I remember the first time I saw an embalming. Hollywood and the subject of death in general have not done the process any favors that’s for sure. Before my introduction in funeral service, I always thought that folks were strung up by their bootstraps and slit from ear to ear like you would see in a meat packing plant.  NOT!!!!!! I was pleasantly surprised to see that the procedure was very respectful, clean and dignified.  A process I now refer to as “post life surgery”. As she worked (in this case) with this elderly gentleman, I wondered as I watched her work, about what she has seen…the magnitude of what the body looked like after a catastrophic event versus someone who slipped away in their sleep. How would she be affected if a baby came into her prep room or a small child? Could she embalm one of her own family members? Does anyone really realize what goes on behind the scenes when they go into a funeral parlor and the body is nicely dressed adorned in flowers and lying peacefully in the casket? I really don’t think people understand or think about it.

I can’t believe how many people die with their eyes and mouth open. I, like you, have heard horror stories about what happens to you when you die. It really isn’t like that at all. But it is important to remember that in order for the family to see their loved one…they cannot be presented in any other way than with the eyes closed and mouth shut.  Makeup is applied to compliment the restoration process as well. 

She is repulsed by reports in the media or has heard stories about people who are not respectful and had treated the dead body in a fashion that is not acceptable.
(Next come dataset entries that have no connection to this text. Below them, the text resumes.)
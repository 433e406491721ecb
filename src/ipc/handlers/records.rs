use crate::ipc::error::{err, ok};
use crate::ipc::types::{AppState, Request};
use crate::records::{self, NewRecord, RecordPatch, StoreError, StudentAttendance};
use rusqlite::Connection;
use serde_json::json;

fn required_str(req: &Request, key: &str) -> Result<String, serde_json::Value> {
    req.params
        .get(key)
        .and_then(|v| v.as_str())
        .map(|v| v.to_string())
        .ok_or_else(|| err(&req.id, "bad_params", format!("missing {}", key), None))
}

fn db_conn<'a>(state: &'a AppState, req: &Request) -> Result<&'a Connection, serde_json::Value> {
    state
        .db
        .as_ref()
        .ok_or_else(|| err(&req.id, "no_workspace", "select a workspace first", None))
}

fn store_err(req: &Request, e: StoreError) -> serde_json::Value {
    err(&req.id, &e.code, e.message, e.details)
}

/// Reload the collection from the store and republish the view snapshot.
/// Used after every successful write so projections stay consistent.
fn refresh_snapshot(state: &mut AppState, req: &Request) -> Option<serde_json::Value> {
    let conn = match db_conn(state, req) {
        Ok(v) => v,
        Err(e) => return Some(e),
    };
    match records::fetch_all_records(conn) {
        Ok(all) => {
            state.view.set_records(all);
            None
        }
        Err(e) => Some(store_err(req, e)),
    }
}

fn records_json(items: &[&records::ClassRecord]) -> serde_json::Value {
    json!(items)
}

fn handle_records_open(state: &mut AppState, req: &Request) -> serde_json::Value {
    let conn = match db_conn(state, req) {
        Ok(v) => v,
        Err(e) => return e,
    };
    // The one fetch of the view session. On failure the current snapshot
    // (possibly empty) is kept; the caller decides whether to retry.
    match records::fetch_all_records(conn) {
        Ok(all) => {
            let count = all.len();
            state.view.set_records(all);
            ok(
                &req.id,
                json!({ "records": state.view.records(), "count": count }),
            )
        }
        Err(e) => {
            log::warn!("records.open failed: {}", e.message);
            store_err(req, e)
        }
    }
}

fn handle_records_list(state: &mut AppState, req: &Request) -> serde_json::Value {
    ok(
        &req.id,
        json!({
            "records": state.view.records(),
            "count": state.view.records().len()
        }),
    )
}

fn handle_records_search(state: &mut AppState, req: &Request) -> serde_json::Value {
    let query = match required_str(req, "query") {
        Ok(v) => v,
        Err(e) => return e,
    };
    state.view.set_query(query);
    let filtered = state.view.filtered();
    ok(
        &req.id,
        json!({
            "query": state.view.query(),
            "records": records_json(&filtered),
            "count": filtered.len()
        }),
    )
}

fn handle_records_create(state: &mut AppState, req: &Request) -> serde_json::Value {
    let new: NewRecord = match serde_json::from_value(req.params.clone()) {
        Ok(v) => v,
        Err(e) => return err(&req.id, "bad_params", e.to_string(), None),
    };
    let created = {
        let conn = match db_conn(state, req) {
            Ok(v) => v,
            Err(e) => return e,
        };
        match records::insert_record(conn, &new) {
            Ok(v) => v,
            Err(e) => return store_err(req, e),
        }
    };
    if let Some(e) = refresh_snapshot(state, req) {
        return e;
    }
    ok(&req.id, json!({ "record": created }))
}

fn handle_records_update(state: &mut AppState, req: &Request) -> serde_json::Value {
    let class_id = match required_str(req, "classId") {
        Ok(v) => v,
        Err(e) => return e,
    };
    let patch: RecordPatch = match req.params.get("patch") {
        Some(raw) => match serde_json::from_value(raw.clone()) {
            Ok(v) => v,
            Err(e) => return err(&req.id, "bad_params", e.to_string(), None),
        },
        None => return err(&req.id, "bad_params", "missing patch", None),
    };
    let updated = {
        let conn = match db_conn(state, req) {
            Ok(v) => v,
            Err(e) => return e,
        };
        match records::update_record(conn, &class_id, &patch) {
            Ok(v) => v,
            Err(e) => return store_err(req, e),
        }
    };
    if let Some(e) = refresh_snapshot(state, req) {
        return e;
    }
    ok(&req.id, json!({ "record": updated }))
}

fn handle_attendance_append(state: &mut AppState, req: &Request) -> serde_json::Value {
    let class_id = match required_str(req, "classId") {
        Ok(v) => v,
        Err(e) => return e,
    };
    let entry = StudentAttendance {
        student_name: match required_str(req, "studentName") {
            Ok(v) => v,
            Err(e) => return e,
        },
        student_id: match required_str(req, "studentId") {
            Ok(v) => v,
            Err(e) => return e,
        },
        attendance_time: match required_str(req, "attendanceTime") {
            Ok(v) => v,
            Err(e) => return e,
        },
    };
    let updated = {
        let conn = match db_conn(state, req) {
            Ok(v) => v,
            Err(e) => return e,
        };
        match records::append_attendance(conn, &class_id, &entry) {
            Ok(v) => v,
            Err(e) => return store_err(req, e),
        }
    };
    if let Some(e) = refresh_snapshot(state, req) {
        return e;
    }
    ok(&req.id, json!({ "record": updated }))
}

pub fn try_handle(state: &mut AppState, req: &Request) -> Option<serde_json::Value> {
    match req.method.as_str() {
        "records.open" => Some(handle_records_open(state, req)),
        "records.list" => Some(handle_records_list(state, req)),
        "records.search" => Some(handle_records_search(state, req)),
        "records.create" => Some(handle_records_create(state, req)),
        "records.update" => Some(handle_records_update(state, req)),
        "attendance.append" => Some(handle_attendance_append(state, req)),
        _ => None,
    }
}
This by the way is WRONG on every level. Disrespecting the body after life totally pisses her off. She has zero tolerance for such behavior, rightfully so…ticks me off too. There are bad apples in every bunch. But I want to tell you that good upstanding professionals in this line of work do in fact exist. You can take comfort in that.

I tell you this because there are people in our profession that get little credit. Embalmers are truly gifted individuals. They do this in the name of public service.  I am thankful that she is one of many who are just like her.  By the way…her name is Priscilla Miller and I think she is the bomb.